Спускаясь в заново отделанный салон, где ее ожидали свекор и мадемуазель де Комбер, Гортензия закрыла дверь своей комнаты с тем чувством, с каким завершают некую важную часть прожитой жизни. С этой минуты и впредь она посвятит себя ожиданию…
Закончилось лето с его удушливой жарой и внезапными грозами, перед которыми все бежали убирать белье, разложенное после стирки на лугу и блестевшее под солнцем, словно большие куски белой эмали. К осени выцвела густая лазурь неба, посветлели кроны деревьев и покрылись ржавчиной большие заросли папоротников, окаймлявшие плоскогорье. Погода стояла прекрасная, и плод под сердцем Гортензии тихо зрел, тщательно укрытый просторными юбками и большой черной кашемировой шалью, подаренной маркизом молодой вдове. Она почти не страдала от беременности: лишь несколько раз ее поутру настигала дурнота, прекратившаяся к четвертому месяцу. Ее молодое, здоровое и сильное тело расцветало в чаянии близких свершений, и тонкое лицо под густыми волнами шелковистых льняных волос приобрело свежие тона цветущего шиповника.
Маркиз заботился о ней со рвением, не ослабевающим ни на миг. Он не позволял ей выходить одной, но требовал, чтобы она ежедневно гуляла, и охотно сопровождал ее во время таких прогулок. В его отсутствие с ней была Дофина де Комбер, когда посещала их замок (а теперь она делала это часто!), или же Годивелла. Господин де Лозарг не без основания заявлял, что чище здешнего воздуха не бывает нигде, и не уставал повторять: будущей матери нужно дышать им как можно чаще.
– Он похож на садовника, который хлопочет над редким растением, – подшучивала Дофина. – Если бы он осмелился, думаю, он вдобавок принялся бы вас поливать…
Зима наступила внезапно. За две недели до Нового года еще стояла мягкая погода, а тут вдруг утром люди в Лозарге, выйдя из домов, оказались по колено в снегу. Снег не растаял и затвердел под порывами ледяного ветра, пришедшего с севера. Замок, этот островок, затерянный во льдах, подобно сжавшемуся кулаку, затворил в себе своих обитателей.

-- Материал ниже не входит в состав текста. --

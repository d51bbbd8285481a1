//! Results produced by the analysis services.
//!
//! Each result type knows how to render itself as the display lines that make
//! up one section of the analysis report.

use std::fmt;

use serde::{Deserialize, Serialize};

/// A moderation category the classifier flagged, with its severity.
#[derive(Debug, Clone, PartialEq, Eq, Serialize, Deserialize)]
pub struct ModerationFinding {
    /// Risk class, e.g. "Hate" or "Violence".
    pub category: String,
    /// Severity assigned by the service. Zero means not flagged.
    pub severity: u32,
}

impl ModerationFinding {
    pub fn new(category: impl Into<String>, severity: u32) -> Self {
        Self {
            category: category.into(),
            severity,
        }
    }
}

impl fmt::Display for ModerationFinding {
    fn fmt(&self, f: &mut fmt::Formatter<'_>) -> fmt::Result {
        write!(f, "{} (Severity: {})", self.category, self.severity)
    }
}

/// Overall sentiment label.
#[derive(Debug, Clone, Copy, PartialEq, Eq, Serialize, Deserialize)]
#[serde(rename_all = "lowercase")]
pub enum SentimentLabel {
    Positive,
    Neutral,
    Negative,
    Mixed,
}

impl SentimentLabel {
    pub fn as_str(&self) -> &'static str {
        match self {
            SentimentLabel::Positive => "positive",
            SentimentLabel::Neutral => "neutral",
            SentimentLabel::Negative => "negative",
            SentimentLabel::Mixed => "mixed",
        }
    }
}

impl fmt::Display for SentimentLabel {
    fn fmt(&self, f: &mut fmt::Formatter<'_>) -> fmt::Result {
        f.write_str(self.as_str())
    }
}

/// Positive/neutral/negative confidence triple.
#[derive(Debug, Clone, Copy, Default, PartialEq, Serialize, Deserialize)]
pub struct ConfidenceScores {
    pub positive: f64,
    pub neutral: f64,
    pub negative: f64,
}

impl ConfidenceScores {
    pub fn new(positive: f64, neutral: f64, negative: f64) -> Self {
        Self {
            positive,
            neutral,
            negative,
        }
    }
}

impl fmt::Display for ConfidenceScores {
    fn fmt(&self, f: &mut fmt::Formatter<'_>) -> fmt::Result {
        write!(
            f,
            "Positive={:.2}, Neutral={:.2}, Negative={:.2}",
            self.positive, self.neutral, self.negative
        )
    }
}

/// Sentiment of one sentence within the document.
#[derive(Debug, Clone, PartialEq, Serialize, Deserialize)]
pub struct SentenceSentiment {
    pub text: String,
    pub label: SentimentLabel,
    pub scores: ConfidenceScores,
}

/// Document-level sentiment with a per-sentence breakdown.
#[derive(Debug, Clone, PartialEq, Serialize, Deserialize)]
pub struct SentimentReport {
    pub overall_label: SentimentLabel,
    pub scores: ConfidenceScores,
    /// Sentences in document order.
    pub sentences: Vec<SentenceSentiment>,
}

impl SentimentReport {
    /// Renders the report as display lines.
    ///
    /// A sentence entry spans several physical lines but is a single item.
    pub fn lines(&self) -> Vec<String> {
        let mut lines = Vec::with_capacity(self.sentences.len() + 2);
        lines.push(format!("Overall Sentiment: {}", self.overall_label));
        lines.push(self.scores.to_string());
        lines.extend(self.sentences.iter().map(|sentence| {
            format!(
                "Sentence: {}\n  Sentiment: {}\n  {}",
                sentence.text, sentence.label, sentence.scores
            )
        }));
        lines
    }
}

/// Free-text formality judgment from a language model.
#[derive(Debug, Clone, PartialEq, Eq, Serialize, Deserialize)]
pub struct FormalityVerdict {
    pub raw_text: String,
}

impl FormalityVerdict {
    pub fn new(raw_text: impl Into<String>) -> Self {
        Self {
            raw_text: raw_text.into(),
        }
    }

    pub fn lines(&self) -> Vec<String> {
        vec![format!("Formality Analysis: {}", self.raw_text)]
    }
}

#[cfg(test)]
mod tests {
    use super::*;

    #[test]
    fn finding_display() {
        let finding = ModerationFinding::new("Violence", 4);
        assert_eq!(finding.to_string(), "Violence (Severity: 4)");
    }

    #[test]
    fn scores_use_two_decimals() {
        let scores = ConfidenceScores::new(0.9, 0.07, 0.03);
        assert_eq!(
            scores.to_string(),
            "Positive=0.90, Neutral=0.07, Negative=0.03"
        );

        let rounded = ConfidenceScores::new(0.333333, 0.666667, 0.0);
        assert_eq!(
            rounded.to_string(),
            "Positive=0.33, Neutral=0.67, Negative=0.00"
        );
    }

    #[test]
    fn sentiment_label_serialization() {
        let mixed: SentimentLabel = serde_json::from_str("\"mixed\"").unwrap();
        assert_eq!(mixed, SentimentLabel::Mixed);
        assert_eq!(
            serde_json::to_string(&SentimentLabel::Negative).unwrap(),
            "\"negative\""
        );
    }

    #[test]
    fn sentiment_report_lines() {
        let report = SentimentReport {
            overall_label: SentimentLabel::Positive,
            scores: ConfidenceScores::new(0.9, 0.07, 0.03),
            sentences: vec![SentenceSentiment {
                text: "Thanks so much!".to_string(),
                label: SentimentLabel::Positive,
                scores: ConfidenceScores::new(0.99, 0.01, 0.0),
            }],
        };

        let lines = report.lines();
        assert_eq!(lines.len(), 3);
        assert_eq!(lines[0], "Overall Sentiment: positive");
        assert_eq!(lines[1], "Positive=0.90, Neutral=0.07, Negative=0.03");
        assert_eq!(
            lines[2],
            "Sentence: Thanks so much!\n  Sentiment: positive\n  Positive=0.99, Neutral=0.01, Negative=0.00"
        );
    }

    #[test]
    fn formality_lines() {
        let verdict = FormalityVerdict::new("The text is informal.");
        assert_eq!(
            verdict.lines(),
            vec!["Formality Analysis: The text is informal.".to_string()]
        );
    }
}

Эти недели оказались весьма тяжелы для Гортензии; их лишь немного облегчила вечерняя месса, которую впервые за долгое время отслужили в часовне. Это был прекрасный миг душевного исцеления при сиянии свеч и игре пламени на вкусно пахнувших сосновых поленьях, горевших в камине. Но всего лишь миг… Дитя под сердцем сделалось, как ей чудилось, неестественно тяжелым, и ей стало трудно ходить; будущая мать покидала свою комнату только для того, чтобы доплестись до кресла перед большим очагом в салоне. Там она долгие часы оставалась неподвижной, чаще всего занятая тем, что прислушивалась к толчкам младенца в мягкой раковине живота, и тогда на нее накатывало сладкое предвкушение будущего счастья. А кроме этого, она вязала в обществе Годивеллы (ее обучили вязанию еще в монастыре), немного читала и слушала маркиза, игравшего для нее на арфе…
У маркиза была приятная манера игры, но раньше хозяин замка ублажал лишь себя, поскольку инструмент никогда не покидал его комнату. Теперь же из любезности и желания развлечь молодую женщину он велел перенести арфу вниз, хотя, как только его пальцы касались струн, он тотчас забывал и о ней, и обо всем на свете, кроме музыки, полностью завладевавшей его существом. Это страстное увлечение было неожиданно в человеке, казавшемся вовсе бездушным. Но искусная беглость пальцев несколько восполняла холодность его музицирования.
Гортензия и сама играла на арфе, притом неплохо, но чувствовала себя слишком усталой, чтобы занять место у тяжелого позолоченного грифа. Она предпочитала отдаваться вольному течению мысли под аккомпанемент мягко перебираемых струн, напоминавших журчание весеннего ручья. А она с таким нетерпением ждала этой весны, ибо вместе с ней на свет должен был появиться младенец: к концу марта, и в этом совпадении она находила лучшее из предзнаменований.